__Recorded data__
§

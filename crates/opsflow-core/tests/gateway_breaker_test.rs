//! Integration test: once-only client construction and per-target circuit breaking.

use std::sync::atomic::{AtomicU16, AtomicUsize, Ordering};
use std::sync::Arc;
use std::time::Duration;

use async_trait::async_trait;
use opsflow_core::{
    BreakerState, ClientHandle, CoreConfig, Gateway, OpsError, Profile, Target, UpstreamError,
    WorkloadApi, WorkloadOp,
};
use serde_json::{json, Value};

/// 0 = succeed, 1 = transient failure, otherwise reject with that HTTP status.
struct Switchable {
    mode: AtomicU16,
    calls: AtomicUsize,
}

impl Switchable {
    fn new() -> Arc<Self> {
        Arc::new(Self {
            mode: AtomicU16::new(0),
            calls: AtomicUsize::new(0),
        })
    }

    fn set(&self, mode: u16) {
        self.mode.store(mode, Ordering::SeqCst);
    }

    fn calls(&self) -> usize {
        self.calls.load(Ordering::SeqCst)
    }
}

#[async_trait]
impl WorkloadApi for Switchable {
    async fn execute(&self, _client: &ClientHandle, _op: &WorkloadOp) -> Result<Value, UpstreamError> {
        self.calls.fetch_add(1, Ordering::SeqCst);
        match self.mode.load(Ordering::SeqCst) {
            0 => Ok(json!({ "status": "SUCC" })),
            1 => Err(UpstreamError::Transient("timed out".into())),
            status => Err(UpstreamError::Rejected { status }),
        }
    }
}

fn config(threshold: u32, cooldown_ms: u64) -> CoreConfig {
    let mut config = CoreConfig::default();
    config.profile = Profile::Development;
    config.workload.base_url = "https://workload.invalid".into();
    config.breaker.failure_threshold = threshold;
    config.breaker.cooldown_ms = cooldown_ms;
    config
}

fn status_op() -> WorkloadOp {
    WorkloadOp::JobStatus {
        job: "PAYROLL_DAILY".into(),
    }
}

#[tokio::test(flavor = "multi_thread", worker_threads = 4)]
async fn concurrent_first_use_builds_one_client() {
    let gateway = Arc::new(Gateway::new(&config(5, 1_000), Switchable::new(), None).unwrap());

    let mut tasks = Vec::new();
    for _ in 0..32 {
        let gateway = Arc::clone(&gateway);
        tasks.push(tokio::spawn(async move {
            gateway.get_client(Target::Workload).await
        }));
    }
    let mut handles = Vec::new();
    for task in tasks {
        handles.push(task.await.unwrap().unwrap());
    }
    assert_eq!(gateway.construction_count(Target::Workload), 1);
    assert!(handles.windows(2).all(|w| Arc::ptr_eq(&w[0], &w[1])));
    assert_eq!(gateway.construction_count(Target::Graph), 0);
}

#[tokio::test]
async fn breaker_opens_fails_fast_and_recovers_through_a_probe() {
    let api = Switchable::new();
    let gateway = Gateway::new(&config(3, 100), api.clone(), None).unwrap();

    api.set(1);
    for _ in 0..3 {
        let err = gateway.workload(status_op()).await.unwrap_err();
        assert!(err.is_retryable());
    }
    assert_eq!(gateway.breaker_state(Target::Workload), BreakerState::Open);

    // Open: the backend is not touched.
    let err = gateway.workload(status_op()).await.unwrap_err();
    assert!(matches!(err, OpsError::CircuitOpen { .. }));
    assert_eq!(api.calls(), 3);

    // Other targets are unaffected.
    assert_eq!(gateway.breaker_state(Target::Graph), BreakerState::Closed);

    tokio::time::sleep(Duration::from_millis(150)).await;
    api.set(0);
    gateway.workload(status_op()).await.unwrap();
    assert_eq!(api.calls(), 4);
    assert_eq!(gateway.breaker_state(Target::Workload), BreakerState::Closed);
}

#[tokio::test]
async fn failed_probe_reopens() {
    let api = Switchable::new();
    let gateway = Gateway::new(&config(1, 50), api.clone(), None).unwrap();

    api.set(1);
    gateway.workload(status_op()).await.unwrap_err();
    assert_eq!(gateway.breaker_state(Target::Workload), BreakerState::Open);

    tokio::time::sleep(Duration::from_millis(80)).await;
    gateway.workload(status_op()).await.unwrap_err();
    assert_eq!(gateway.breaker_state(Target::Workload), BreakerState::Open);
    assert_eq!(api.calls(), 2);
}

#[tokio::test]
async fn client_errors_do_not_trip_the_breaker() {
    let api = Switchable::new();
    let gateway = Gateway::new(&config(2, 1_000), api.clone(), None).unwrap();

    api.set(404);
    for _ in 0..5 {
        let err = gateway.workload(status_op()).await.unwrap_err();
        assert!(matches!(err, OpsError::Upstream { status: 404, .. }));
        assert!(!err.is_retryable());
    }
    assert_eq!(gateway.breaker_state(Target::Workload), BreakerState::Closed);
    assert_eq!(api.calls(), 5);
}

#[tokio::test]
async fn insecure_tls_is_refused_in_production() {
    let mut prod = config(5, 1_000);
    prod.profile = Profile::Production;
    prod.tls.verify = false;
    prod.tls.allow_insecure_dev = true;
    assert!(matches!(
        Gateway::new(&prod, Switchable::new(), None),
        Err(OpsError::Configuration(_))
    ));

    let mut dev = config(5, 1_000);
    dev.tls.verify = false;
    assert!(Gateway::new(&dev, Switchable::new(), None).is_err());
    dev.tls.allow_insecure_dev = true;
    assert!(Gateway::new(&dev, Switchable::new(), None).is_ok());
}

#[tokio::test]
async fn model_calls_without_a_model_are_configuration_errors() {
    let gateway = Gateway::new(&config(5, 1_000), Switchable::new(), None).unwrap();
    assert!(!gateway.has_model());
    let request = gateway.completion_request("system", "hello");
    assert!(matches!(
        gateway.complete(request).await,
        Err(OpsError::Configuration(_))
    ));
}
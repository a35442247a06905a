//! Graph backends: the fixed traversals the query service relies on.

use std::collections::{HashMap, HashSet, VecDeque};
use std::sync::{Arc, RwLock};

use async_trait::async_trait;
use serde::{Deserialize, Serialize};
use serde_json::json;

use crate::error::{OpsError, Result};
use crate::gateway::{Gateway, Target, UpstreamError};

#[derive(Debug, Clone, Copy, PartialEq, Eq, Hash, Serialize, Deserialize)]
pub enum NodeKind {
    Job,
    Workstation,
    Event,
    Resource,
}

#[derive(Debug, Clone, Copy, PartialEq, Eq, Hash, Serialize, Deserialize)]
#[serde(rename_all = "SCREAMING_SNAKE_CASE")]
pub enum EdgeKind {
    DependsOn,
    RunsOn,
    Produces,
    Next,
    RelatesTo,
}

impl EdgeKind {
    pub fn as_str(&self) -> &'static str {
        match self {
            EdgeKind::DependsOn => "DEPENDS_ON",
            EdgeKind::RunsOn => "RUNS_ON",
            EdgeKind::Produces => "PRODUCES",
            EdgeKind::Next => "NEXT",
            EdgeKind::RelatesTo => "RELATES_TO",
        }
    }
}

/// A node reached by a traversal and its hop distance from the start node.
#[derive(Debug, Clone, PartialEq, Eq, Hash, Serialize, Deserialize)]
pub struct DependencyEntry {
    pub job: String,
    pub depth: u32,
}

/// Fixed traversals over the external graph.
///
/// `ancestors_of(n, e)` follows `e` edges outward from `n` (what `n` depends on / runs on);
/// `descendants_of(n, e)` walks `e` edges backward (what depends on `n`). Unknown nodes yield
/// empty results, never errors.
#[async_trait]
pub trait GraphBackend: Send + Sync {
    async fn ancestors_of(&self, node: &str, edge: EdgeKind) -> Result<Vec<DependencyEntry>>;

    async fn descendants_of(&self, node: &str, edge: EdgeKind) -> Result<Vec<DependencyEntry>>;

    /// Number of incoming `edge` edges per node of `kind` (downstream fan-out for DEPENDS_ON).
    async fn degree_counts(&self, kind: NodeKind, edge: EdgeKind) -> Result<Vec<(String, usize)>>;
}

#[derive(Default)]
struct Adjacency {
    nodes: HashMap<String, NodeKind>,
    outgoing: HashMap<(String, EdgeKind), Vec<String>>,
    incoming: HashMap<(String, EdgeKind), Vec<String>>,
}

/// In-process graph for tests and small installations.
#[derive(Default, Clone)]
pub struct InMemoryGraph {
    inner: Arc<RwLock<Adjacency>>,
}

impl InMemoryGraph {
    pub fn new() -> Self {
        Self::default()
    }

    pub fn add_node(&self, name: &str, kind: NodeKind) {
        let mut g = self.inner.write().unwrap_or_else(|p| p.into_inner());
        g.nodes.entry(name.to_string()).or_insert(kind);
    }

    /// Add `from -[edge]-> to`. Missing endpoints are created as jobs.
    pub fn add_edge(&self, from: &str, edge: EdgeKind, to: &str) {
        let mut g = self.inner.write().unwrap_or_else(|p| p.into_inner());
        g.nodes.entry(from.to_string()).or_insert(NodeKind::Job);
        g.nodes.entry(to.to_string()).or_insert(NodeKind::Job);
        let out = g.outgoing.entry((from.to_string(), edge)).or_default();
        if !out.iter().any(|n| n == to) {
            out.push(to.to_string());
        }
        let inc = g.incoming.entry((to.to_string(), edge)).or_default();
        if !inc.iter().any(|n| n == from) {
            inc.push(from.to_string());
        }
    }

    /// `job` depends on `upstream`.
    pub fn depends_on(&self, job: &str, upstream: &str) {
        self.add_edge(job, EdgeKind::DependsOn, upstream);
    }

    pub fn runs_on(&self, job: &str, workstation: &str) {
        self.add_node(workstation, NodeKind::Workstation);
        self.add_edge(job, EdgeKind::RunsOn, workstation);
    }

    fn walk(&self, start: &str, edge: EdgeKind, forward: bool) -> Vec<DependencyEntry> {
        let g = self.inner.read().unwrap_or_else(|p| p.into_inner());
        let adjacency = if forward { &g.outgoing } else { &g.incoming };
        if !g.nodes.contains_key(start) {
            return Vec::new();
        }
        let mut seen: HashSet<String> = HashSet::from([start.to_string()]);
        let mut queue: VecDeque<(String, u32)> = VecDeque::from([(start.to_string(), 0)]);
        let mut out = Vec::new();
        while let Some((node, depth)) = queue.pop_front() {
            if let Some(next) = adjacency.get(&(node, edge)) {
                for n in next {
                    if seen.insert(n.clone()) {
                        out.push(DependencyEntry {
                            job: n.clone(),
                            depth: depth + 1,
                        });
                        queue.push_back((n.clone(), depth + 1));
                    }
                }
            }
        }
        out
    }
}

#[async_trait]
impl GraphBackend for InMemoryGraph {
    async fn ancestors_of(&self, node: &str, edge: EdgeKind) -> Result<Vec<DependencyEntry>> {
        Ok(self.walk(node, edge, true))
    }

    async fn descendants_of(&self, node: &str, edge: EdgeKind) -> Result<Vec<DependencyEntry>> {
        Ok(self.walk(node, edge, false))
    }

    async fn degree_counts(&self, kind: NodeKind, edge: EdgeKind) -> Result<Vec<(String, usize)>> {
        let g = self.inner.read().unwrap_or_else(|p| p.into_inner());
        Ok(g.nodes
            .iter()
            .filter(|(_, k)| **k == kind)
            .map(|(name, _)| {
                let fan_out = g
                    .incoming
                    .get(&(name.clone(), edge))
                    .map(|v| v.len())
                    .unwrap_or(0);
                (name.clone(), fan_out)
            })
            .collect())
    }
}

#[derive(Deserialize)]
struct TraversalRows {
    #[serde(default)]
    rows: Vec<DependencyEntry>,
}

#[derive(Deserialize)]
struct DegreeRow {
    node: String,
    degree: usize,
}

#[derive(Deserialize)]
struct DegreeRows {
    #[serde(default)]
    rows: Vec<DegreeRow>,
}

/// External graph service reached through the gateway's `Graph` target.
pub struct HttpGraphBackend {
    gateway: Arc<Gateway>,
}

impl HttpGraphBackend {
    pub fn new(gateway: Arc<Gateway>) -> Self {
        Self { gateway }
    }

    async fn traversal(
        &self,
        query: &'static str,
        body: serde_json::Value,
    ) -> Result<Option<serde_json::Value>> {
        let result = self
            .gateway
            .call(Target::Graph, query, move |client| async move {
                let res = client
                    .http()
                    .post(client.url(&format!("traversals/{}", query)))
                    .json(&body)
                    .send()
                    .await
                    .map_err(UpstreamError::from_reqwest)?;
                if !res.status().is_success() {
                    return Err(UpstreamError::from_status(res.status()));
                }
                res.json::<serde_json::Value>()
                    .await
                    .map_err(UpstreamError::from_reqwest)
            })
            .await;
        match result {
            Ok(v) => Ok(Some(v)),
            // Unknown start node.
            Err(OpsError::Upstream { status: 404, .. }) => Ok(None),
            Err(e) => Err(e),
        }
    }

    async fn rows(&self, query: &'static str, node: &str, edge: EdgeKind) -> Result<Vec<DependencyEntry>> {
        let body = json!({ "job": node, "edge": edge.as_str() });
        match self.traversal(query, body).await? {
            Some(v) => Ok(serde_json::from_value::<TraversalRows>(v)?.rows),
            None => Ok(Vec::new()),
        }
    }
}

#[async_trait]
impl GraphBackend for HttpGraphBackend {
    async fn ancestors_of(&self, node: &str, edge: EdgeKind) -> Result<Vec<DependencyEntry>> {
        self.rows("ancestors-of", node, edge).await
    }

    async fn descendants_of(&self, node: &str, edge: EdgeKind) -> Result<Vec<DependencyEntry>> {
        self.rows("descendants-of", node, edge).await
    }

    async fn degree_counts(&self, kind: NodeKind, edge: EdgeKind) -> Result<Vec<(String, usize)>> {
        let body = json!({ "node_kind": kind, "edge": edge.as_str() });
        match self.traversal("degree-count", body).await? {
            Some(v) => Ok(serde_json::from_value::<DegreeRows>(v)?
                .rows
                .into_iter()
                .map(|r| (r.node, r.degree))
                .collect()),
            None => Ok(Vec::new()),
        }
    }
}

§

Lines with the word "tests": copy each one from the data above.

__Your response__
filename crates/opsflow-core/tests/gateway_breaker_test.rs
/// In-process graph for tests and small installations.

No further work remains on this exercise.